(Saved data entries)

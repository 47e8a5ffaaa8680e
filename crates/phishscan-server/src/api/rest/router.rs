//! Router creation and configuration

use super::handlers::*;
use super::types::AppState;
use axum::{
    routing::{get, post},
    Router,
};
use phishscan_sdk::Classifier;
use std::sync::Arc;
use tower_http::cors::CorsLayer;
use tower_http::trace::TraceLayer;

/// Create REST API router
pub fn create_router(classifier: Arc<Classifier>) -> Router {
    let state = AppState { classifier };

    Router::new()
        .route("/", get(health))
        .route("/health", get(health))
        .route("/metrics", get(metrics))
        .route("/v1/predict", post(predict))
        .route("/v1/report", post(report))
        .route("/v1/history", get(history))
        .with_state(state)
        .layer(CorsLayer::permissive())
        .layer(TraceLayer::new_for_http())
}
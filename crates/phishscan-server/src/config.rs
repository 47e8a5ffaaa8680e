//! Server configuration

use anyhow::Context;
use phishscan_sdk::{ClassifierConfig, StoreConfig, StoreFailurePolicy};
use serde::{Deserialize, Serialize};
use std::collections::HashMap;
use std::path::PathBuf;

/// Server configuration
#[derive(Debug, Clone, Serialize, Deserialize)]
#[serde(default)]
pub struct ServerConfig {
    /// Server host
    pub host: String,

    /// Server port (HTTP)
    pub port: u16,

    /// Log level for the phishscan crates when RUST_LOG is unset
    pub log_level: String,

    /// Enable metrics
    pub enable_metrics: bool,

    /// Scoring artifact path
    pub model_path: PathBuf,

    /// Verdict store and audit log backend
    pub store: StoreConfig,

    /// Bound on each store call, in milliseconds
    pub store_timeout_ms: u64,

    pub store_failure_policy: StoreFailurePolicy,

    pub shortening_services: Option<Vec<String>>,

    /// Constant overrides keyed by training column name
    pub feature_defaults: HashMap<String, f64>,

    pub public_suffix_list: Option<PathBuf>,

    pub include_private_suffixes: bool,
}

impl Default for ServerConfig {
    fn default() -> Self {
        Self {
            host: "127.0.0.1".to_string(),
            port: 8080,
            log_level: "info".to_string(),
            enable_metrics: true,
            model_path: PathBuf::from("xgboost_model.json"),
            store: StoreConfig::memory(),
            store_timeout_ms: 2000,
            store_failure_policy: StoreFailurePolicy::Degrade,
            shortening_services: None,
            feature_defaults: HashMap::new(),
            public_suffix_list: None,
            include_private_suffixes: false,
        }
    }
}

impl ServerConfig {
    /// Load configuration from environment variables and config file
    pub fn load() -> anyhow::Result<Self> {
        // Load .env file if exists
        dotenvy::dotenv().ok();

        Self::load_from("config/server")
    }

    /// Load from `file` (extension optional) layered under `PHISHSCAN_*` variables
    ///
    /// A missing file falls back to defaults; an unreadable or malformed one is an error.
    pub fn load_from(file: &str) -> anyhow::Result<Self> {
        let config = config::Config::builder()
            .add_source(config::File::with_name(file).required(false))
            .add_source(
                config::Environment::with_prefix("PHISHSCAN")
                    .prefix_separator("_")
                    .separator("__")
                    .try_parsing(true),
            )
            .build()
            .with_context(|| format!("Failed to load config from {}", file))?;

        config
            .try_deserialize()
            .context("Failed to deserialize config")
    }

    /// Tracing filter used when RUST_LOG is unset
    pub fn default_log_filter(&self) -> String {
        let level = &self.log_level;
        format!(
            "phishscan_server={level},phishscan_sdk={level},phishscan_runtime={level},tower_http=debug"
        )
    }

    /// Classifier settings carried by this configuration
    pub fn classifier_config(&self) -> ClassifierConfig {
        ClassifierConfig {
            model_path: Some(self.model_path.clone()),
            store: self.store.clone(),
            store_timeout_ms: self.store_timeout_ms,
            store_failure_policy: self.store_failure_policy,
            shortening_services: self.shortening_services.clone(),
            feature_defaults: self.feature_defaults.clone(),
            public_suffix_list: self.public_suffix_list.clone(),
            include_private_suffixes: self.include_private_suffixes,
            enable_metrics: self.enable_metrics,
        }
    }
}
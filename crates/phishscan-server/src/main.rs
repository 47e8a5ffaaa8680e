//! PhishScan HTTP Server
//!
//! Serves URL phishing verdicts over a REST API.

use anyhow::Result;
use phishscan_server::{api, config::ServerConfig, engine};
use std::sync::Arc;
use tokio::net::TcpListener;
use tracing::info;
use tracing_subscriber::{layer::SubscriberExt, util::SubscriberInitExt};

#[tokio::main]
async fn main() -> Result<()> {
    // Load configuration
    let config = ServerConfig::load()?;

    // Initialize tracing
    init_tracing(&config)?;
    info!("Loaded configuration: {:?}", config);

    // Initialize classifier
    let classifier = engine::init_classifier(&config).await?;
    info!("Classifier initialized");

    let app = api::create_router(Arc::new(classifier));

    // Start server
    let addr = format!("{}:{}", config.host, config.port);
    info!("Starting server on {}", addr);

    let listener = TcpListener::bind(&addr).await?;
    info!("✓ Server listening on http://{}", addr);
    info!("  Health check: http://{}/health", addr);
    info!("  Predict API: POST http://{}/v1/predict", addr);
    info!("  Metrics: http://{}/metrics", addr);

    axum::serve(listener, app).await?;

    Ok(())
}

/// Initialize tracing subscriber
fn init_tracing(config: &ServerConfig) -> Result<()> {
    tracing_subscriber::registry()
        .with(
            tracing_subscriber::EnvFilter::try_from_default_env()
                .unwrap_or_else(|_| config.default_log_filter().into()),
        )
        .with(tracing_subscriber::fmt::layer())
        .try_init()
        .map_err(|e| anyhow::anyhow!("Failed to initialize tracing: {}", e))?;

    Ok(())
}
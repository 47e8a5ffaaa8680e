//! Metrics collection and reporting

use serde::Serialize;
use std::collections::{BTreeMap, HashMap, VecDeque};
use std::sync::atomic::{AtomicU64, Ordering};
use std::sync::{Arc, Mutex, MutexGuard, RwLock};
use std::time::Duration;

/// Counter metric
#[derive(Debug)]
pub struct Counter {
    name: String,
    value: AtomicU64,
}

impl Counter {
    pub fn new(name: impl Into<String>) -> Self {
        Self {
            name: name.into(),
            value: AtomicU64::new(0),
        }
    }

    pub fn name(&self) -> &str {
        &self.name
    }

    pub fn inc(&self) {
        self.add(1);
    }

    pub fn add(&self, value: u64) {
        self.value.fetch_add(value, Ordering::Relaxed);
    }

    pub fn get(&self) -> u64 {
        self.value.load(Ordering::Relaxed)
    }

    pub fn reset(&self) {
        self.value.store(0, Ordering::Relaxed);
    }
}

/// Samples kept per histogram for percentile estimates
pub const DEFAULT_HISTOGRAM_WINDOW: usize = 1024;

#[derive(Debug, Default)]
struct HistogramState {
    window: VecDeque<f64>,
    count: u64,
    sum: f64,
}

/// Histogram metric for tracking distributions
///
/// `count` and `sum` cover every observation. Percentiles are computed
/// over the most recent `capacity` samples.
#[derive(Debug)]
pub struct Histogram {
    name: String,
    capacity: usize,
    state: Mutex<HistogramState>,
}

impl Histogram {
    pub fn new(name: impl Into<String>) -> Self {
        Self::with_capacity(name, DEFAULT_HISTOGRAM_WINDOW)
    }

    pub fn with_capacity(name: impl Into<String>, capacity: usize) -> Self {
        let capacity = capacity.max(1);
        Self {
            name: name.into(),
            capacity,
            state: Mutex::new(HistogramState {
                window: VecDeque::with_capacity(capacity),
                ..Default::default()
            }),
        }
    }

    pub fn name(&self) -> &str {
        &self.name
    }

    pub fn capacity(&self) -> usize {
        self.capacity
    }

    fn state(&self) -> MutexGuard<'_, HistogramState> {
        // A panic while holding the lock cannot leave the state half-written
        self.state.lock().unwrap_or_else(|poisoned| poisoned.into_inner())
    }

    pub fn observe(&self, value: f64) {
        let mut state = self.state();
        state.count += 1;
        state.sum += value;
        if state.window.len() == self.capacity {
            state.window.pop_front();
        }
        state.window.push_back(value);
    }

    /// Observe a duration in seconds
    pub fn observe_duration(&self, duration: Duration) {
        self.observe(duration.as_secs_f64());
    }

    pub fn count(&self) -> u64 {
        self.state().count
    }

    /// Number of samples currently held for percentiles
    pub fn retained(&self) -> usize {
        self.state().window.len()
    }

    pub fn sum(&self) -> f64 {
        self.state().sum
    }

    pub fn avg(&self) -> f64 {
        let state = self.state();
        average(state.sum, state.count)
    }

    /// Get percentile (0-100)
    pub fn percentile(&self, p: f64) -> f64 {
        percentile_of(&self.sorted_window(), p)
    }

    pub fn reset(&self) {
        let mut state = self.state();
        state.window.clear();
        state.count = 0;
        state.sum = 0.0;
    }

    fn sorted_window(&self) -> Vec<f64> {
        let mut values: Vec<f64> = self.state().window.iter().copied().collect();
        values.sort_by(|a, b| a.total_cmp(b));
        values
    }

    fn summary(&self) -> HistogramSummary {
        let (count, sum, mut values) = {
            let state = self.state();
            let values: Vec<f64> = state.window.iter().copied().collect();
            (state.count, state.sum, values)
        };
        values.sort_by(|a, b| a.total_cmp(b));

        HistogramSummary {
            count,
            sum,
            avg: average(sum, count),
            p50: percentile_of(&values, 50.0),
            p95: percentile_of(&values, 95.0),
            p99: percentile_of(&values, 99.0),
        }
    }
}

fn average(sum: f64, count: u64) -> f64 {
    if count == 0 {
        0.0
    } else {
        sum / count as f64
    }
}

fn percentile_of(sorted: &[f64], p: f64) -> f64 {
    if sorted.is_empty() {
        return 0.0;
    }
    let index = ((p / 100.0) * (sorted.len() - 1) as f64).round() as usize;
    sorted[index.min(sorted.len() - 1)]
}

/// Metrics trait
pub trait Metrics: Send + Sync {
    /// Get or create a counter
    fn counter(&self, name: &str) -> Arc<Counter>;

    /// Get or create a histogram
    fn histogram(&self, name: &str) -> Arc<Histogram>;

    /// Record the duration of `operation` into `<operation>_duration`
    fn record_execution_time(&self, operation: &str, duration: Duration);

    /// Increment `errors_<error_type>`
    fn record_error(&self, error_type: &str);
}

/// Point-in-time view of all metrics
#[derive(Debug, Clone, Default, Serialize)]
pub struct MetricsSnapshot {
    pub counters: BTreeMap<String, u64>,
    pub histograms: BTreeMap<String, HistogramSummary>,
}

#[derive(Debug, Clone, Default, Serialize)]
pub struct HistogramSummary {
    pub count: u64,
    pub sum: f64,
    pub avg: f64,
    pub p50: f64,
    pub p95: f64,
    pub p99: f64,
}

/// Metrics collector
#[derive(Default)]
pub struct MetricsCollector {
    counters: RwLock<HashMap<String, Arc<Counter>>>,
    histograms: RwLock<HashMap<String, Arc<Histogram>>>,
}

impl MetricsCollector {
    pub fn new() -> Self {
        Self::default()
    }

    pub fn counter_names(&self) -> Vec<String> {
        self.counters
            .read()
            .unwrap_or_else(|poisoned| poisoned.into_inner())
            .keys()
            .cloned()
            .collect()
    }

    pub fn histogram_names(&self) -> Vec<String> {
        self.histograms
            .read()
            .unwrap_or_else(|poisoned| poisoned.into_inner())
            .keys()
            .cloned()
            .collect()
    }

    pub fn snapshot(&self) -> MetricsSnapshot {
        let counters = self
            .counters
            .read()
            .unwrap_or_else(|poisoned| poisoned.into_inner())
            .iter()
            .map(|(name, counter)| (name.clone(), counter.get()))
            .collect();

        let histograms = self
            .histograms
            .read()
            .unwrap_or_else(|poisoned| poisoned.into_inner())
            .iter()
            .map(|(name, histogram)| (name.clone(), histogram.summary()))
            .collect();

        MetricsSnapshot {
            counters,
            histograms,
        }
    }

    pub fn reset_all(&self) {
        for counter in self
            .counters
            .read()
            .unwrap_or_else(|poisoned| poisoned.into_inner())
            .values()
        {
            counter.reset();
        }
        for histogram in self
            .histograms
            .read()
            .unwrap_or_else(|poisoned| poisoned.into_inner())
            .values()
        {
            histogram.reset();
        }
    }
}

impl Metrics for MetricsCollector {
    fn counter(&self, name: &str) -> Arc<Counter> {
        self.counters
            .write()
            .unwrap_or_else(|poisoned| poisoned.into_inner())
            .entry(name.to_string())
            .or_insert_with(|| Arc::new(Counter::new(name)))
            .clone()
    }

    fn histogram(&self, name: &str) -> Arc<Histogram> {
        self.histograms
            .write()
            .unwrap_or_else(|poisoned| poisoned.into_inner())
            .entry(name.to_string())
            .or_insert_with(|| Arc::new(Histogram::new(name)))
            .clone()
    }

    fn record_execution_time(&self, operation: &str, duration: Duration) {
        self.histogram(&format!("{}_duration", operation))
            .observe_duration(duration);
    }

    fn record_error(&self, error_type: &str) {
        self.counter(&format!("errors_{}", error_type)).inc();
    }
}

Task goal:
Both end lines included, restate word for word the lines above from the line with "Server port (HTTP)" to the line with "let config = config::Config::builder()", and nothing else.

Task response:
    /// Server port (HTTP)
    pub port: u16,

    /// Log level for the phishscan crates when RUST_LOG is unset
    pub log_level: String,

    /// Enable metrics
    pub enable_metrics: bool,

    /// Scoring artifact path
    pub model_path: PathBuf,

    /// Verdict store and audit log backend
    pub store: StoreConfig,

    /// Bound on each store call, in milliseconds
    pub store_timeout_ms: u64,

    pub store_failure_policy: StoreFailurePolicy,

    pub shortening_services: Option<Vec<String>>,

    /// Constant overrides keyed by training column name
    pub feature_defaults: HashMap<String, f64>,

    pub public_suffix_list: Option<PathBuf>,

    pub include_private_suffixes: bool,
}

impl Default for ServerConfig {
    fn default() -> Self {
        Self {
            host: "127.0.0.1".to_string(),
            port: 8080,
            log_level: "info".to_string(),
            enable_metrics: true,
            model_path: PathBuf::from("xgboost_model.json"),
            store: StoreConfig::memory(),
            store_timeout_ms: 2000,
            store_failure_policy: StoreFailurePolicy::Degrade,
            shortening_services: None,
            feature_defaults: HashMap::new(),
            public_suffix_list: None,
            include_private_suffixes: false,
        }
    }
}

impl ServerConfig {
    /// Load configuration from environment variables and config file
    pub fn load() -> anyhow::Result<Self> {
        // Load .env file if exists
        dotenvy::dotenv().ok();

        Self::load_from("config/server")
    }

    /// Load from `file` (extension optional) layered under `PHISHSCAN_*` variables
    ///
    /// A missing file falls back to defaults; an unreadable or malformed one is an error.
    pub fn load_from(file: &str) -> anyhow::Result<Self> {
        let config = config::Config::builder()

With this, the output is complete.